AKA: Hydrastis Canadensis L. Family: Ranunculaceae - berberine, eye balm, eye root, goldenroot, ground raspberry, Hydrastis canadensis, Indian plant, jaundice root, orange root, and yellow root among numerous other names around the world.

Propagation/Description: Goldenseal is a slow growing perennial that is native to North America, particularly in the central and eastern hardwood forests of the US and southern Canada. Due to over harvesting because of the unproven claim that it cleans drugs out of urine and has been put on the endangered species list. So please do not forage for this plant in the wild. Instead cultivate it. It can be propagated from rhizome pieces, root cuttings, one year old seedlings, or seed. It takes 5 to 7 years to grow harvestable roots from seed and 3 to 5 years to grow harvestable roots from rhizome pieces. Root cuttings or seedlings usually take 4 to 6 years. Fall planting has been successful in all growing areas and needs a fairly shady spot to grow and thrives in well drained soils and rich in humus (dark, organic material that forms in soil when plant and animal matter decays). Their growth can create large dense populations with up to 100 stems recorded growing in a three-by-three-foot plot. They spread via underground roots, and mature plants can reach six to 14 inches tall.

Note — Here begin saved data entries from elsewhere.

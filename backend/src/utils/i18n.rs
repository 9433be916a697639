//! Internationalization utilities
//!
//! Locale negotiation from HTTP requests and the typed UI string table
//! backed by `locales/*.yml`.

use axum::http::HeaderMap;
use axum::http::header::COOKIE;
use rust_i18n::t;
use serde::Serialize;
use utoipa::ToSchema;

use crate::models::Locale;

/// Pick the best supported locale from an `Accept-Language` header value.
///
/// Entries are ordered by q-value (stable for equal weights) and matched on
/// their primary subtag, so `fr-CA` selects `fr`. Entries with `q=0`, wildcards
/// and malformed weights are ignored.
pub fn negotiate_locale(header_value: Option<&str>) -> Option<Locale> {
    let header_value = header_value?;

    let mut ranges: Vec<(&str, f32)> = header_value
        .split(',')
        .filter_map(|entry| {
            let mut parts = entry.split(';');
            let tag = parts.next()?.trim();
            if tag.is_empty() || tag == "*" {
                return None;
            }
            let mut quality = 1.0;
            for param in parts {
                if let Some((key, value)) = param.split_once('=')
                    && key.trim().eq_ignore_ascii_case("q")
                {
                    quality = value.trim().parse::<f32>().ok()?;
                }
            }
            (quality > 0.0).then_some((tag, quality))
        })
        .collect();

    ranges.sort_by(|a, b| b.1.total_cmp(&a.1));

    ranges.into_iter().find_map(|(tag, _)| {
        let primary = tag.split(['-', '_']).next().unwrap_or_default();
        Locale::parse(&primary.to_ascii_lowercase())
    })
}

/// Cookie value → negotiated `Accept-Language` → default
pub fn resolve_locale(cookie_value: Option<&str>, accept_language: Option<&str>) -> Locale {
    cookie_value
        .and_then(Locale::parse)
        .or_else(|| negotiate_locale(accept_language))
        .unwrap_or_default()
}

/// Read one cookie from every `Cookie` header of the request
pub fn cookie_value(headers: &HeaderMap, name: &str) -> Option<String> {
    headers
        .get_all(COOKIE)
        .iter()
        .filter_map(|v| v.to_str().ok())
        .flat_map(|v| v.split(';'))
        .filter_map(|pair| pair.trim().split_once('='))
        .find(|(key, _)| *key == name)
        .map(|(_, value)| value.trim().trim_matches('"').to_string())
}

/// Read one field of an `application/x-www-form-urlencoded` body.
/// Undecodable input yields `None`.
pub fn form_field(body: &[u8], name: &str) -> Option<String> {
    let body = std::str::from_utf8(body).ok()?;
    body.split('&')
        .filter(|pair| !pair.is_empty())
        .map(|pair| pair.split_once('=').unwrap_or((pair, "")))
        .find_map(|(key, value)| {
            if decode_form_component(key)? == name { decode_form_component(value) } else { None }
        })
}

fn decode_form_component(raw: &str) -> Option<String> {
    urlencoding::decode(&raw.replace('+', " ")).ok().map(|s| s.into_owned())
}

// ============================================================================
// UI strings
// ============================================================================

#[derive(Debug, Clone, Serialize, ToSchema)]
pub struct UiStrings {
    pub nav: NavStrings,
    pub index: IndexStrings,
    pub generator: GeneratorStrings,
    pub gallery: GalleryStrings,
}

#[derive(Debug, Clone, Serialize, ToSchema)]
pub struct NavStrings {
    pub home: String,
    pub generator: String,
    pub gallery: String,
    pub language: String,
}

#[derive(Debug, Clone, Serialize, ToSchema)]
pub struct IndexStrings {
    pub title: String,
    pub description: String,
    pub button: String,
}

#[derive(Debug, Clone, Serialize, ToSchema)]
#[serde(rename_all = "camelCase")]
pub struct GeneratorStrings {
    pub title: String,
    pub content_placeholder: String,
    pub code_placeholder: String,
    pub prompt_label: String,
    pub generate_button: String,
    pub edit_button: String,
    pub view_button: String,
}

#[derive(Debug, Clone, Serialize, ToSchema)]
#[serde(rename_all = "camelCase")]
pub struct GalleryStrings {
    pub title: String,
    pub view_details: String,
}

impl UiStrings {
    pub fn for_locale(locale: Locale) -> Self {
        let l = locale.as_str();
        let s = |key: &str| t!(key, locale = l).to_string();

        Self {
            nav: NavStrings {
                home: s("nav.home"),
                generator: s("nav.generator"),
                gallery: s("nav.gallery"),
                language: s("nav.language"),
            },
            index: IndexStrings {
                title: s("index.title"),
                description: s("index.description"),
                button: s("index.button"),
            },
            generator: GeneratorStrings {
                title: s("generator.title"),
                content_placeholder: s("generator.contentPlaceholder"),
                code_placeholder: s("generator.codePlaceholder"),
                prompt_label: s("generator.promptLabel"),
                generate_button: s("generator.generateButton"),
                edit_button: s("generator.editButton"),
                view_button: s("generator.viewButton"),
            },
            gallery: GalleryStrings {
                title: s("gallery.title"),
                view_details: s("gallery.viewDetails"),
            },
        }
    }
}

#[cfg(test)]
mod tests {
    use super::*;
    use axum::http::HeaderValue;

    #[test]
    fn test_negotiate_primary_subtag() {
        assert_eq!(negotiate_locale(Some("fr-CA,fr;q=0.9,en;q=0.8")), Some(Locale::Fr));
        assert_eq!(negotiate_locale(Some("en-US")), Some(Locale::En));
        assert_eq!(negotiate_locale(Some("FR_fr")), Some(Locale::Fr));
    }

    #[test]
    fn test_negotiate_respects_quality() {
        assert_eq!(negotiate_locale(Some("en;q=0.5, fr;q=0.9")), Some(Locale::Fr));
        assert_eq!(negotiate_locale(Some("de, fr;q=0.1, en;q=0")), Some(Locale::Fr));
    }

    #[test]
    fn test_negotiate_nothing_usable() {
        assert_eq!(negotiate_locale(None), None);
        assert_eq!(negotiate_locale(Some("")), None);
        assert_eq!(negotiate_locale(Some("de-DE,es;q=0.8,*;q=0.5")), None);
        assert_eq!(negotiate_locale(Some("fr;q=abc")), None);
    }

    #[test]
    fn test_resolve_order() {
        assert_eq!(resolve_locale(Some("fr"), Some("en")), Locale::Fr);
        assert_eq!(resolve_locale(Some("de"), Some("fr-BE")), Locale::Fr);
        assert_eq!(resolve_locale(Some("FR"), None), Locale::En);
        assert_eq!(resolve_locale(None, Some("es")), Locale::En);
        assert_eq!(resolve_locale(None, None), Locale::En);
    }

    #[test]
    fn test_cookie_value() {
        let mut headers = HeaderMap::new();
        headers.append(COOKIE, HeaderValue::from_static("theme=dark; locale=fr"));
        headers.append(COOKIE, HeaderValue::from_static("session=abc"));
        assert_eq!(cookie_value(&headers, "locale").as_deref(), Some("fr"));
        assert_eq!(cookie_value(&headers, "session").as_deref(), Some("abc"));
        assert_eq!(cookie_value(&headers, "missing"), None);
    }

    #[test]
    fn test_form_field() {
        assert_eq!(form_field(b"language=fr", "language").as_deref(), Some("fr"));
        assert_eq!(form_field(b"a=1&language=en&b=2", "language").as_deref(), Some("en"));
        assert_eq!(form_field(b"note=hello+world%21", "note").as_deref(), Some("hello world!"));
        assert_eq!(form_field(b"language", "language").as_deref(), Some(""));
        assert_eq!(form_field(b"other=fr", "language"), None);
        assert_eq!(form_field(&[0xff, 0xfe], "language"), None);
    }

    #[test]
    fn test_ui_strings_per_locale() {
        let en = UiStrings::for_locale(Locale::En);
        let fr = UiStrings::for_locale(Locale::Fr);
        assert_eq!(en.nav.home, "Home");
        assert_eq!(fr.nav.home, "Accueil");
        assert_eq!(fr.generator.generate_button, "Générer le SVG");
        assert_eq!(en.gallery.view_details, "View Details");

        let json = serde_json::to_value(&fr).unwrap();
        assert_eq!(json["generator"]["promptLabel"], "Entrez votre invite :");
    }
}
pub mod llm;
pub mod record_store;

pub use llm::{ChatCompletion, LLMClient, SvgService};
pub use record_store::{PocketBaseClient, RecordStore, StoreError};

Folklore/History: Historically, Native Americans used goldenseal for skin disorders, ulcers, fevers, and other conditions. Many of the alternate names were derived from the plants’ numerous uses. Its many medicinal uses rose in popularity in the early to mid-1800’s. It has sometimes been referred to as the poor man’s ginseng. Native American tribes valued this natural antiseptic herb for many medicinal uses and as a clothing dye. Early colonists soon came to appreciate its infection-fighting action. The Native American use of goldenseal as a cancer treatment was first mentioned in the herbal, Essays Toward a Materia Medica of the United States first published by Benjamin Smith Barton in 1798.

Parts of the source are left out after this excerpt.